OBSERVATOIRE DE L'IMAGINAIRE CONTEMPORAIN
Repenser le réalisme
Cette publication numérique fait suite au IIe Symposium international de sociocritique, lequel s’est tenu du 9 au 12 décembre 2015 à l’Université de Montréal. Cet événement scientifique avait pour ambition de «Repenser le réalisme» et réunit pendant trois jours de jeunes chercheurs et des professeurs d’université qui ont interrogés à nouveaux frais cette esthétique qui cherche à représenter la vie ordinaire.
Il n’y a pas un réalisme mais des réalismes, variant selon les âges et les lieux. Et s’il existe bien des effets de réalité, ils sont créés par les interactions mêmes des textes avec l’imaginaire social. C’est dans cette perspective que les actes du IIe Symposium international de sociocritique engagent à «[r]epenser le réalisme». Il s'agit de proposer une relecture critique des travaux sur le réalisme à partir des hypothèses nodales de la sociocritique.
La sociocritique envisage le texte littéraire (et tout autre dispositif langagier producteur de sens) dans ses interactions avec la semiosis sociale, c’est-à-dire avec les savoirs, les représentations, les images, les façons de parler, les discours, les multiples voix et les langages par lesquels une société, dans une situation sociohistorique précise, se représente ce qu’elle est, ce qu’elle a été et ce qu’elle pourrait devenir1.
Les travaux, à l’origine présentés dans le cadre du IIe Symposium international de sociocritique, examinent la manière dont les œuvres incorporent et transforment ce qu’elles empruntent à cet imaginaire social. Ils mettent en valeur l’historicité, la socialité, les mutations et la variabilité des réalismes. Ils proposent des réflexions portant sur des corpus variés, allant du Moyen Âge à l’époque actuelle. Ils s’ouvrent aussi à des œuvres aux origines géoculturelles diverses.
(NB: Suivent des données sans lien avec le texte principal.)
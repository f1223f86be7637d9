pub mod attributes;
pub mod config;
pub mod error;
pub mod object;
pub mod plugin;
pub mod plugins;

pub use attributes::{Attributes, GroupVersionResource, Operation};
pub use config::AdmissionConfig;
pub use error::{Error, Result};
pub use object::AdmissionObject;
pub use plugin::{Chain, Plugin, Plugins};
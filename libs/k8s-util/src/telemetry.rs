use crate::error::{Error, Result};

use opentelemetry::trace::TracerProvider;
use opentelemetry_otlp::{SpanExporter, WithExportConfig};
use opentelemetry_sdk::Resource;
use opentelemetry_sdk::propagation::TraceContextPropagator;
use opentelemetry_sdk::trace::{Sampler, SdkTracerProvider};
use tracing_subscriber::layer::SubscriberExt;
use tracing_subscriber::util::SubscriberInitExt;
use tracing_subscriber::{EnvFilter, Layer, Registry};

const SERVICE_NAME: &str = "podgate-webhook";

#[derive(clap::ValueEnum, Clone, Copy, Debug, Default, PartialEq, Eq)]
pub enum LogFormat {
    #[default]
    Text,
    Json,
}

fn tracer_provider(url: &str, sample_ratio: f64) -> Result<SdkTracerProvider> {
    let exporter = SpanExporter::builder()
        .with_tonic()
        .with_endpoint(url)
        .build()
        .map_err(|e| Error::TelemetryError(format!("failed to build span exporter: {e}")))?;

    Ok(SdkTracerProvider::builder()
        .with_sampler(Sampler::ParentBased(Box::new(Sampler::TraceIdRatioBased(
            sample_ratio,
        ))))
        .with_resource(Resource::builder().with_service_name(SERVICE_NAME).build())
        .with_batch_exporter(exporter)
        .build())
}

/// Initialize the global tracing subscriber.
///
/// Spans are exported through OTLP only when `tracing_url` is set.
pub async fn init(
    log_filter: &str,
    log_format: LogFormat,
    tracing_url: Option<&str>,
    sample_ratio: f64,
) -> Result<()> {
    let env_filter = EnvFilter::try_new(log_filter)
        .map_err(|e| Error::TelemetryError(format!("invalid log filter '{log_filter}': {e}")))?;

    let fmt_layer: Box<dyn Layer<Registry> + Send + Sync> = match log_format {
        LogFormat::Text => tracing_subscriber::fmt::layer().boxed(),
        LogFormat::Json => tracing_subscriber::fmt::layer().json().boxed(),
    };

    let otel_layer = match tracing_url {
        Some(url) => {
            let provider = tracer_provider(url, sample_ratio)?;
            let tracer = provider.tracer(SERVICE_NAME);
            opentelemetry::global::set_tracer_provider(provider);
            opentelemetry::global::set_text_map_propagator(TraceContextPropagator::new());
            Some(tracing_opentelemetry::layer().with_tracer(tracer))
        }
        None => None,
    };

    tracing_subscriber::registry()
        .with(fmt_layer)
        .with(otel_layer)
        .with(env_filter)
        .try_init()
        .map_err(|e| Error::TelemetryError(format!("failed to set global subscriber: {e}")))?;

    Ok(())
}
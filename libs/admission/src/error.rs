use thiserror::Error;

#[derive(Error, Debug)]
pub enum Error {
    #[error("{0}")]
    BadRequest(String),

    #[error("{0}")]
    Forbidden(String),

    #[error("unknown admission plugin: {0}")]
    UnknownPlugin(String),

    #[error("{0}: {1}")]
    ConfigDecodeError(String, #[source] serde_yaml::Error),

    #[error("{0}: {1}")]
    PluginConfigError(String, #[source] serde_json::Error),

    #[error("{0}: {1}")]
    RegexError(String, #[source] regex::Error),

    #[error("{0}: {1}")]
    IoError(String, #[source] std::io::Error),

    #[error("{0}: {1}")]
    RegistryError(String, #[source] podgate_k8s_util::error::Error),

    #[error("{0}: {1}")]
    SerializationError(String, #[source] serde_json::Error),
}

pub type Result<T, E = Error> = std::result::Result<T, E>;

impl Error {
    /// HTTP status code reported back to the API server.
    pub fn code(&self) -> u16 {
        match self {
            Error::BadRequest(_) => 400,
            Error::Forbidden(_) => 403,
            _ => 500,
        }
    }

    pub fn reason(&self) -> &'static str {
        match self {
            Error::BadRequest(_) => "BadRequest",
            Error::Forbidden(_) => "Forbidden",
            _ => "InternalError",
        }
    }
}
Loin de se limiter au roman, ils mettent en exergue la pluralité générique et esthétique des œuvres considérées. Ils font ressortir la diversité des réalismes, qui s’exprime entre autres dans des expressions telles que «réalisme magique», «réalisme merveilleux», «réalisme symboliste», etc. Enfin l’ouvrage collectif accueille également des contributions qui relèvent de l’ethnocritique des textes, approche avec laquelle la sociocritique entretient un dialogue fructueux depuis quelques années.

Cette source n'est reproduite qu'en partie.